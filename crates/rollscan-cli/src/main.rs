//! CLI application for shipping-label roll and customer extraction.

mod commands;

use clap::{Parser, Subcommand};
use tracing::Level;
use tracing_subscriber::FmtSubscriber;

use commands::{config, parse};

/// Label OCR - Extract roll numbers and customer names from label scans
#[derive(Parser)]
#[command(name = "rollscan")]
#[command(author, version, about, long_about = None)]
struct Cli {
    /// Enable verbose output
    #[arg(short, long, action = clap::ArgAction::Count, global = true)]
    verbose: u8,

    /// Path to config file
    #[arg(short, long, global = true)]
    config: Option<String>,

    #[command(subcommand)]
    command: Commands,
}

#[derive(Subcommand)]
enum Commands {
    /// Parse a label PDF or a single label image
    Parse(parse::ParseArgs),

    /// Manage configuration
    Config(config::ConfigArgs),
}

#[tokio::main]
async fn main() -> anyhow::Result<()> {
    let cli = Cli::parse();

    // Set up logging based on verbosity
    let level = match cli.verbose {
        0 => Level::WARN,
        1 => Level::INFO,
        2 => Level::DEBUG,
        _ => Level::TRACE,
    };

    let subscriber = FmtSubscriber::builder()
        .with_max_level(level)
        .with_target(false)
        .with_writer(std::io::stderr)
        .finish();

    tracing::subscriber::set_global_default(subscriber)?;

    match cli.command {
        Commands::Parse(args) => parse::run(args, cli.config.as_deref()).await,
        Commands::Config(args) => config::run(args, cli.config.as_deref()).await,
    }
}
//! Recognition engine boundary and text line grouping.

mod lines;
#[cfg(feature = "native")]
mod tesseract;

pub use lines::{group_lines, LineFilter};
#[cfg(feature = "native")]
pub use tesseract::{parse_tsv, TesseractCli};

use image::DynamicImage;
use serde::{Deserialize, Serialize};

use crate::error::OcrError;

/// Result type for OCR operations.
pub type Result<T> = std::result::Result<T, OcrError>;

/// Axis-aligned box in pixel coordinates.
#[derive(Debug, Clone, Copy, PartialEq, Eq, Default, Serialize, Deserialize)]
pub struct BoundingBox {
    pub left: u32,
    pub top: u32,
    pub width: u32,
    pub height: u32,
}

impl BoundingBox {
    pub fn new(left: u32, top: u32, width: u32, height: u32) -> Self {
        Self {
            left,
            top,
            width,
            height,
        }
    }

    pub fn right(&self) -> u32 {
        self.left.saturating_add(self.width)
    }

    pub fn bottom(&self) -> u32 {
        self.top.saturating_add(self.height)
    }

    /// Smallest box covering both.
    pub fn union(&self, other: &BoundingBox) -> BoundingBox {
        let left = self.left.min(other.left);
        let top = self.top.min(other.top);
        let right = self.right().max(other.right());
        let bottom = self.bottom().max(other.bottom());
        BoundingBox::new(left, top, right - left, bottom - top)
    }

    /// Grow by `margin` on every side, clamped to a `(width, height)` canvas.
    pub fn expand_within(&self, margin: u32, bounds: (u32, u32)) -> BoundingBox {
        let left = self.left.saturating_sub(margin);
        let top = self.top.saturating_sub(margin);
        let right = self.right().saturating_add(margin).min(bounds.0);
        let bottom = self.bottom().saturating_add(margin).min(bounds.1);
        BoundingBox::new(
            left,
            top,
            right.saturating_sub(left),
            bottom.saturating_sub(top),
        )
    }
}

/// One word-level unit returned by the recognition engine.
#[derive(Debug, Clone, PartialEq, Serialize, Deserialize)]
pub struct RecognizedToken {
    /// Recognized text.
    pub text: String,
    /// Word bounding box.
    pub bbox: BoundingBox,
    /// Engine-native confidence score.
    pub confidence: f32,
    /// Line index assigned by the engine.
    pub line: u32,
}

impl RecognizedToken {
    pub fn new(text: impl Into<String>, bbox: BoundingBox, confidence: f32, line: u32) -> Self {
        Self {
            text: text.into(),
            bbox,
            confidence,
            line,
        }
    }
}

/// Tokens grouped into one line of text.
///
/// `text` is never empty and `bbox` covers every constituent token.
#[derive(Debug, Clone, PartialEq, Serialize, Deserialize)]
pub struct TextLine {
    /// Space-joined token text.
    pub text: String,
    /// Union of the token boxes.
    pub bbox: BoundingBox,
    /// Mean token confidence.
    pub confidence: f32,
}

impl TextLine {
    pub fn top(&self) -> u32 {
        self.bbox.top
    }

    pub fn height(&self) -> u32 {
        self.bbox.height
    }
}

/// Opaque page segmentation mode passed through to the engine.
#[derive(Debug, Clone, Copy, PartialEq, Eq, Hash, Serialize, Deserialize)]
#[serde(transparent)]
pub struct PageSegMode(pub u8);

impl PageSegMode {
    /// Fully automatic page segmentation.
    pub const AUTO: PageSegMode = PageSegMode(3);
    /// A single uniform block of text.
    pub const SINGLE_BLOCK: PageSegMode = PageSegMode(6);
    /// A single text line.
    pub const SINGLE_LINE: PageSegMode = PageSegMode(7);
}

impl std::fmt::Display for PageSegMode {
    fn fmt(&self, f: &mut std::fmt::Formatter<'_>) -> std::fmt::Result {
        write!(f, "{}", self.0)
    }
}

/// A text recognition engine.
///
/// Implementations are called several times per page: a structured pass for
/// line grouping, then optional raw-text passes over a crop or the whole
/// page. A `whitelist` restricts the output alphabet.
pub trait Recognizer {
    /// Recognize word tokens with their boxes and line indices.
    fn recognize_tokens(
        &self,
        image: &DynamicImage,
        mode: PageSegMode,
        whitelist: Option<&str>,
    ) -> Result<Vec<RecognizedToken>>;

    /// Recognize plain text, lines separated by newlines.
    fn recognize_text(
        &self,
        image: &DynamicImage,
        mode: PageSegMode,
        whitelist: Option<&str>,
    ) -> Result<String>;
}

impl<R: Recognizer + ?Sized> Recognizer for &R {
    fn recognize_tokens(
        &self,
        image: &DynamicImage,
        mode: PageSegMode,
        whitelist: Option<&str>,
    ) -> Result<Vec<RecognizedToken>> {
        (**self).recognize_tokens(image, mode, whitelist)
    }

    fn recognize_text(
        &self,
        image: &DynamicImage,
        mode: PageSegMode,
        whitelist: Option<&str>,
    ) -> Result<String> {
        (**self).recognize_text(image, mode, whitelist)
    }
}

#[cfg(test)]
mod tests {
    use super::*;

    #[test]
    fn test_bbox_union() {
        let a = BoundingBox::new(10, 20, 30, 10);
        let b = BoundingBox::new(50, 15, 20, 20);
        assert_eq!(a.union(&b), BoundingBox::new(10, 15, 60, 20));
    }

    #[test]
    fn test_bbox_edges_saturate_on_huge_values() {
        let huge = BoundingBox::new(u32::MAX - 5, 10, 100, u32::MAX);
        assert_eq!(huge.right(), u32::MAX);
        assert_eq!(huge.bottom(), u32::MAX);

        let merged = huge.union(&BoundingBox::new(0, 0, 10, 10));
        assert_eq!(merged, BoundingBox::new(0, 0, u32::MAX, u32::MAX));

        let crop = huge.expand_within(20, (400, 600));
        assert_eq!(crop, BoundingBox::new(u32::MAX - 25, 0, 0, 600));
    }

    #[test]
    fn test_bbox_expand_clamps_to_canvas() {
        let line = BoundingBox::new(5, 100, 200, 30);
        let crop = line.expand_within(20, (215, 1000));
        assert_eq!(crop, BoundingBox::new(0, 80, 215, 70));
    }
}
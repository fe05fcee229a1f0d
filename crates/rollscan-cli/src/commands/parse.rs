//! Parse command - extract roll and customer from label pages.

use std::fs;
use std::path::PathBuf;
use std::sync::Arc;
use std::time::Instant;

use clap::Args;
use console::style;
use image::DynamicImage;
use indicatif::{ProgressBar, ProgressStyle};
use tokio::sync::Semaphore;
use tracing::{debug, info};

use rollscan_core::models::config::RasterizerKind;
use rollscan_core::{
    BatchDriver, EmbeddedRasterizer, LabelParser, PageRange, PageResult, PdftoppmRasterizer,
    Rasterizer, RollscanConfig, TesseractCli,
};

type Driver = BatchDriver<TesseractCli, Box<dyn Rasterizer + Send + Sync>>;

/// Arguments for the parse command.
#[derive(Args)]
pub struct ParseArgs {
    /// Input file (PDF or image)
    #[arg(required = true)]
    input: PathBuf,

    /// Pages to parse, e.g. "3" or "1-20" (default: all)
    #[arg(short, long)]
    pages: Option<PageRange>,

    /// Drop text lines shorter than this fraction of the page height
    #[arg(long)]
    min_height_ratio: Option<f32>,

    /// Rendering resolution for PDF pages
    #[arg(long)]
    dpi: Option<u32>,

    /// How PDF pages are turned into images
    #[arg(long, value_enum)]
    rasterizer: Option<RasterizerArg>,

    /// Output file (default: stdout)
    #[arg(short, long)]
    output: Option<PathBuf>,

    /// Output format
    #[arg(short, long, value_enum, default_value = "json")]
    format: OutputFormat,

    /// Number of pages parsed in parallel
    #[arg(short = 'j', long, default_value = "1")]
    jobs: usize,

    /// Skip the cropped re-read of the roll line
    #[arg(long)]
    no_refine: bool,

    /// Skip the whole-page plain-text fallback
    #[arg(long)]
    no_fallback: bool,
}

#[derive(Clone, Copy, Debug, clap::ValueEnum)]
pub enum OutputFormat {
    /// JSON output
    Json,
    /// CSV output
    Csv,
    /// Plain text table
    Text,
}

#[derive(Clone, Copy, Debug, clap::ValueEnum)]
pub enum RasterizerArg {
    /// Render pages with pdftoppm
    Pdftoppm,
    /// Use the image embedded in each page
    Embedded,
}

impl From<RasterizerArg> for RasterizerKind {
    fn from(arg: RasterizerArg) -> Self {
        match arg {
            RasterizerArg::Pdftoppm => RasterizerKind::Pdftoppm,
            RasterizerArg::Embedded => RasterizerKind::Embedded,
        }
    }
}

pub async fn run(args: ParseArgs, config_path: Option<&str>) -> anyhow::Result<()> {
    let start = Instant::now();

    let mut config = super::load_config(config_path)?;
    apply_overrides(&mut config, &args);
    config.extraction.validate()?;

    // Check input file exists
    if !args.input.exists() {
        anyhow::bail!("Input file not found: {}", args.input.display());
    }

    let extension = args
        .input
        .extension()
        .and_then(|e| e.to_str())
        .unwrap_or("")
        .to_lowercase();

    info!("Processing file: {}", args.input.display());

    let results = match extension.as_str() {
        "pdf" => parse_pdf(&args, &config).await?,
        "png" | "jpg" | "jpeg" | "tif" | "tiff" | "bmp" => {
            if args.pages.is_some() {
                anyhow::bail!("--pages only applies to PDF input");
            }
            vec![parse_single_image(&args, &config)?]
        }
        _ => anyhow::bail!("Unsupported file format: {}", extension),
    };

    let output = format_results(&results, args.format)?;

    if let Some(output_path) = &args.output {
        fs::write(output_path, &output)?;
        eprintln!(
            "{} Output written to {}",
            style("✓").green(),
            output_path.display()
        );
    } else {
        print!("{}", output);
    }

    let complete = results.iter().filter(|r| r.is_complete()).count();
    eprintln!(
        "{} Parsed {} pages in {:?}, {} with roll and customer",
        style("✓").green(),
        results.len(),
        start.elapsed(),
        style(complete).green()
    );

    Ok(())
}

fn apply_overrides(config: &mut RollscanConfig, args: &ParseArgs) {
    if let Some(ratio) = args.min_height_ratio {
        config.extraction.min_height_ratio = ratio;
    }
    if let Some(dpi) = args.dpi {
        config.pdf.render_dpi = dpi;
    }
    if let Some(rasterizer) = args.rasterizer {
        config.pdf.rasterizer = rasterizer.into();
    }
    if args.no_refine {
        config.extraction.refine_roll = false;
    }
    if args.no_fallback {
        config.extraction.text_fallback = false;
    }
}

fn build_parser(config: &RollscanConfig) -> LabelParser<TesseractCli> {
    LabelParser::from_config(TesseractCli::from_config(&config.ocr), config)
}

fn build_driver(config: &RollscanConfig) -> Driver {
    let rasterizer: Box<dyn Rasterizer + Send + Sync> = match config.pdf.rasterizer {
        RasterizerKind::Pdftoppm => Box::new(PdftoppmRasterizer::new(&config.pdf.pdftoppm_path)),
        RasterizerKind::Embedded => Box::new(EmbeddedRasterizer),
    };
    BatchDriver::new(build_parser(config), rasterizer).with_dpi(config.pdf.render_dpi)
}

async fn parse_pdf(args: &ParseArgs, config: &RollscanConfig) -> anyhow::Result<Vec<PageResult>> {
    let driver = build_driver(config);
    let range = driver.resolve_range(&args.input, args.pages)?;

    let spinner = ProgressBar::new_spinner();
    spinner.set_message(format!("Rendering pages {}-{}...", range.first, range.last));
    let images = driver.rasterize(&args.input, range)?;
    spinner.finish_and_clear();
    debug!("Rendered {} pages", images.len());

    let pb = ProgressBar::new(images.len() as u64);
    pb.set_style(
        ProgressStyle::default_bar()
            .template("{spinner:.green} [{elapsed_precise}] [{bar:40.cyan/blue}] {pos}/{len} pages")
            .unwrap()
            .progress_chars("=>-"),
    );

    let results = if args.jobs <= 1 {
        let results = driver.parse_pages(&images, range.first)?;
        pb.inc(results.len() as u64);
        results
    } else {
        parse_parallel(Arc::new(driver), images, range.first, args.jobs, &pb).await?
    };

    pb.finish_and_clear();
    Ok(results)
}

/// Parse one page through the driver so numbering matches the sequential path.
fn parse_page(driver: &Driver, image: &DynamicImage, page: u32) -> anyhow::Result<PageResult> {
    driver
        .parse_pages(std::slice::from_ref(image), page)
        .map_err(|e| anyhow::anyhow!("Page {}: {}", page, e))?
        .pop()
        .ok_or_else(|| anyhow::anyhow!("Page {}: no result", page))
}

/// Parse pages as independent blocking tasks, returning results in page order.
async fn parse_parallel(
    driver: Arc<Driver>,
    images: Vec<DynamicImage>,
    first_page: u32,
    jobs: usize,
    pb: &ProgressBar,
) -> anyhow::Result<Vec<PageResult>> {
    let semaphore = Arc::new(Semaphore::new(jobs));
    let mut handles = Vec::with_capacity(images.len());

    for (image, page) in images.into_iter().zip(first_page..) {
        let permit = Arc::clone(&semaphore).acquire_owned().await?;
        let driver = Arc::clone(&driver);
        let pb = pb.clone();
        handles.push(tokio::task::spawn_blocking(move || {
            let _permit = permit;
            let result = parse_page(&driver, &image, page);
            pb.inc(1);
            result
        }));
    }

    let mut results = Vec::with_capacity(handles.len());
    for handle in handles {
        results.push(handle.await??);
    }
    Ok(results)
}

fn parse_single_image(args: &ParseArgs, config: &RollscanConfig) -> anyhow::Result<PageResult> {
    let image = image::open(&args.input)?;
    let mut result = build_parser(config).parse_image(&image)?;
    result.page = 1;
    Ok(result)
}

fn format_results(results: &[PageResult], format: OutputFormat) -> anyhow::Result<String> {
    match format {
        OutputFormat::Json => Ok(serde_json::to_string_pretty(results)? + "\n"),
        OutputFormat::Csv => format_results_csv(results),
        OutputFormat::Text => Ok(format_results_text(results)),
    }
}

fn format_results_csv(results: &[PageResult]) -> anyhow::Result<String> {
    let mut wtr = csv::Writer::from_writer(vec![]);

    wtr.write_record(["page", "roll", "customer"])?;
    for result in results {
        wtr.write_record([
            result.page.to_string().as_str(),
            result.roll.as_deref().unwrap_or(""),
            result.customer.as_deref().unwrap_or(""),
        ])?;
    }

    let data = String::from_utf8(wtr.into_inner()?)?;
    Ok(data)
}

fn format_results_text(results: &[PageResult]) -> String {
    let mut output = String::new();

    output.push_str(&format!("{:>4}  {:<12}  {}\n", "Page", "Roll", "Customer"));
    for result in results {
        output.push_str(&format!(
            "{:>4}  {:<12}  {}\n",
            result.page,
            result.roll.as_deref().unwrap_or("-"),
            result.customer.as_deref().unwrap_or("-")
        ));
    }

    output
}
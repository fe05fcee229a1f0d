//! Rasterizer backed by poppler's `pdftoppm`.

use std::path::{Path, PathBuf};
use std::process::Command;
use std::time::Instant;

use image::DynamicImage;
use tracing::debug;

use super::{PdfExtractor, Rasterizer, Result};
use crate::error::PdfError;
use crate::models::label::PageRange;

/// Renders pages to PNG with `pdftoppm` in a temporary directory.
#[derive(Debug, Clone)]
pub struct PdftoppmRasterizer {
    binary: PathBuf,
}

impl PdftoppmRasterizer {
    pub fn new(binary: impl Into<PathBuf>) -> Self {
        Self {
            binary: binary.into(),
        }
    }
}

impl Default for PdftoppmRasterizer {
    fn default() -> Self {
        Self::new("pdftoppm")
    }
}

impl Rasterizer for PdftoppmRasterizer {
    fn page_count(&self, path: &Path) -> Result<u32> {
        Ok(PdfExtractor::open(path)?.page_count())
    }

    fn rasterize(&self, path: &Path, dpi: u32, range: PageRange) -> Result<Vec<DynamicImage>> {
        let start = Instant::now();
        let temp_dir = tempfile::tempdir()
            .map_err(|e| PdfError::Render(format!("failed to create temp dir: {}", e)))?;
        let prefix = temp_dir.path().join("page");

        // pdftoppm -png -r DPI -f FIRST -l LAST input.pdf prefix
        let output = Command::new(&self.binary)
            .arg("-png")
            .args(["-r", &dpi.to_string()])
            .args(["-f", &range.first.to_string()])
            .args(["-l", &range.last.to_string()])
            .arg(path)
            .arg(&prefix)
            .output()
            .map_err(|e| PdfError::Render(format!("{}: {}", self.binary.display(), e)))?;

        if !output.status.success() {
            return Err(PdfError::Render(format!(
                "pdftoppm failed: {}",
                String::from_utf8_lossy(&output.stderr).trim()
            )));
        }

        // Page numbers are zero padded to a common width, so name order is page order.
        let mut files: Vec<PathBuf> = std::fs::read_dir(temp_dir.path())
            .map_err(|e| PdfError::Render(e.to_string()))?
            .filter_map(|entry| entry.ok().map(|e| e.path()))
            .filter(|p| p.extension().is_some_and(|ext| ext == "png"))
            .collect();
        files.sort();

        let images = files
            .iter()
            .map(|file| {
                image::open(file)
                    .map_err(|e| PdfError::Render(format!("{}: {}", file.display(), e)))
            })
            .collect::<Result<Vec<_>>>()?;

        debug!(
            "pdftoppm rendered pages {}-{} at {} dpi into {} images in {:?}",
            range.first,
            range.last,
            dpi,
            images.len(),
            start.elapsed()
        );
        Ok(images)
    }
}
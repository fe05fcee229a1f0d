//! Shipping label field extraction.

mod parser;
pub mod rules;

pub use parser::{parse_text_lines, LabelParser};
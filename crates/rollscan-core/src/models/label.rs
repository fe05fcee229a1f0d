//! Per-page extraction results.

use serde::{Deserialize, Serialize};

use crate::error::PdfError;

/// Which strategy produced a field.
#[derive(Debug, Clone, Copy, PartialEq, Eq, Serialize, Deserialize)]
#[serde(rename_all = "snake_case")]
pub enum FieldSource {
    /// Read from a grouped text line.
    Line,
    /// Read from the cropped re-scan of the roll line.
    Refined,
    /// Read from a whitelisted whole-page scan.
    PageScan,
    /// Read from the unrestricted whole-page text fallback.
    TextFallback,
}

/// Roll and customer extracted from one label page.
///
/// `None` means the field could not be read; it is distinct from an empty
/// string, which is never produced.
#[derive(Debug, Clone, Default, PartialEq, Eq, Serialize, Deserialize)]
pub struct PageResult {
    /// 1-based page number in the source document (0 until assigned).
    pub page: u32,
    /// Roll number.
    pub roll: Option<String>,
    /// Customer name.
    pub customer: Option<String>,
    /// Strategy that produced `roll`.
    #[serde(skip_serializing_if = "Option::is_none")]
    pub roll_source: Option<FieldSource>,
    /// Strategy that produced `customer`.
    #[serde(skip_serializing_if = "Option::is_none")]
    pub customer_source: Option<FieldSource>,
}

impl PageResult {
    /// The `(roll, customer)` pair.
    pub fn pair(&self) -> (Option<&str>, Option<&str>) {
        (self.roll.as_deref(), self.customer.as_deref())
    }

    /// Whether both fields were found.
    pub fn is_complete(&self) -> bool {
        self.roll.is_some() && self.customer.is_some()
    }

    pub(crate) fn set_roll(&mut self, roll: String, source: FieldSource) {
        self.roll = Some(roll);
        self.roll_source = Some(source);
    }

    pub(crate) fn set_customer(&mut self, customer: String, source: FieldSource) {
        self.customer = Some(customer);
        self.customer_source = Some(source);
    }
}

/// Inclusive, 1-based range of pages.
#[derive(Debug, Clone, Copy, PartialEq, Eq, Serialize, Deserialize)]
pub struct PageRange {
    pub first: u32,
    pub last: u32,
}

impl PageRange {
    /// Create a range, rejecting page 0 and reversed bounds.
    pub fn new(first: u32, last: u32) -> Result<Self, PdfError> {
        if first == 0 || last < first {
            return Err(PdfError::InvalidRange { first, last });
        }
        Ok(Self { first, last })
    }

    /// A single page.
    pub fn single(page: u32) -> Result<Self, PdfError> {
        Self::new(page, page)
    }

    /// Number of pages covered.
    pub fn len(&self) -> usize {
        (self.last - self.first + 1) as usize
    }

    pub fn is_empty(&self) -> bool {
        self.len() == 0
    }

    /// Page numbers in order.
    pub fn pages(&self) -> impl Iterator<Item = u32> {
        self.first..=self.last
    }
}

impl std::str::FromStr for PageRange {
    type Err = PdfError;

    /// Parse `"N"` or `"FIRST-LAST"`.
    fn from_str(s: &str) -> Result<Self, Self::Err> {
        let parse = |part: &str| {
            part.trim()
                .parse::<u32>()
                .map_err(|_| PdfError::Parse(format!("invalid page number: {:?}", part)))
        };
        match s.split_once('-') {
            Some((first, last)) => Self::new(parse(first)?, parse(last)?),
            None => Self::single(parse(s)?),
        }
    }
}
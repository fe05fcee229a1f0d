//! Roll number extraction.

use super::patterns::{ROLL_CANDIDATE, ROLL_DIGITS, ROLL_PATTERN};
use super::FieldExtractor;

/// Length of a clean roll number's digit run.
const ROLL_DIGIT_LEN: usize = 8;

/// Strip a spurious leading letter from a matched roll.
///
/// A 9-character match whose digit run is exactly 8 digits is read as an
/// 8-digit roll with one letter of recognition noise in front. Everything
/// else is returned unchanged, so the function is idempotent.
pub fn normalize_roll(roll: &str) -> String {
    match ROLL_DIGITS.find(roll) {
        Some(digits) if digits.len() == ROLL_DIGIT_LEN && roll.len() == ROLL_DIGIT_LEN + 1 => {
            digits.as_str().to_string()
        }
        _ => roll.to_string(),
    }
}

/// Roll number extractor.
///
/// By default a roll must stand as a whole word. The loose variant accepts
/// the pattern anywhere, which suits whitelisted re-reads of a single line.
pub struct RollExtractor {
    whole_word: bool,
}

impl RollExtractor {
    pub fn new() -> Self {
        Self { whole_word: true }
    }

    pub fn loose() -> Self {
        Self { whole_word: false }
    }
}

impl Default for RollExtractor {
    fn default() -> Self {
        Self::new()
    }
}

impl FieldExtractor for RollExtractor {
    type Output = String;

    fn extract(&self, text: &str) -> Option<Self::Output> {
        let pattern = if self.whole_word { &*ROLL_PATTERN } else { &*ROLL_CANDIDATE };
        pattern
            .captures(text)
            .map(|caps| normalize_roll(&caps[1]))
    }
}

/// First whole-word roll in `text`, normalized.
pub fn find_roll(text: &str) -> Option<String> {
    RollExtractor::new().extract(text)
}

/// First roll-shaped run anywhere in `text`, normalized.
pub fn find_roll_candidate(text: &str) -> Option<String> {
    RollExtractor::loose().extract(text)
}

◇ ◇ ◇ ◇

# WHAT NEEDS TO BE DONE
Everything above from the line containing "range of pages." down to the line containing "is read as an" is to be transcribed exactly, with both of those lines included and nothing else added.

# RESPONSE
/// Inclusive, 1-based range of pages.
#[derive(Debug, Clone, Copy, PartialEq, Eq, Serialize, Deserialize)]
pub struct PageRange {
    pub first: u32,
    pub last: u32,
}

impl PageRange {
    /// Create a range, rejecting page 0 and reversed bounds.
    pub fn new(first: u32, last: u32) -> Result<Self, PdfError> {
        if first == 0 || last < first {
            return Err(PdfError::InvalidRange { first, last });
        }
        Ok(Self { first, last })
    }

    /// A single page.
    pub fn single(page: u32) -> Result<Self, PdfError> {
        Self::new(page, page)
    }

    /// Number of pages covered.
    pub fn len(&self) -> usize {
        (self.last - self.first + 1) as usize
    }

    pub fn is_empty(&self) -> bool {
        self.len() == 0
    }

    /// Page numbers in order.
    pub fn pages(&self) -> impl Iterator<Item = u32> {
        self.first..=self.last
    }
}

impl std::str::FromStr for PageRange {
    type Err = PdfError;

    /// Parse `"N"` or `"FIRST-LAST"`.
    fn from_str(s: &str) -> Result<Self, Self::Err> {
        let parse = |part: &str| {
            part.trim()
                .parse::<u32>()
                .map_err(|_| PdfError::Parse(format!("invalid page number: {:?}", part)))
        };
        match s.split_once('-') {
            Some((first, last)) => Self::new(parse(first)?, parse(last)?),
            None => Self::single(parse(s)?),
        }
    }
}
repository fe05fcee229a1f0d
//! Roll number extraction.

use super::patterns::{ROLL_CANDIDATE, ROLL_DIGITS, ROLL_PATTERN};
use super::FieldExtractor;

/// Length of a clean roll number's digit run.
const ROLL_DIGIT_LEN: usize = 8;

/// Strip a spurious leading letter from a matched roll.
///
/// A 9-character match whose digit run is exactly 8 digits is read as an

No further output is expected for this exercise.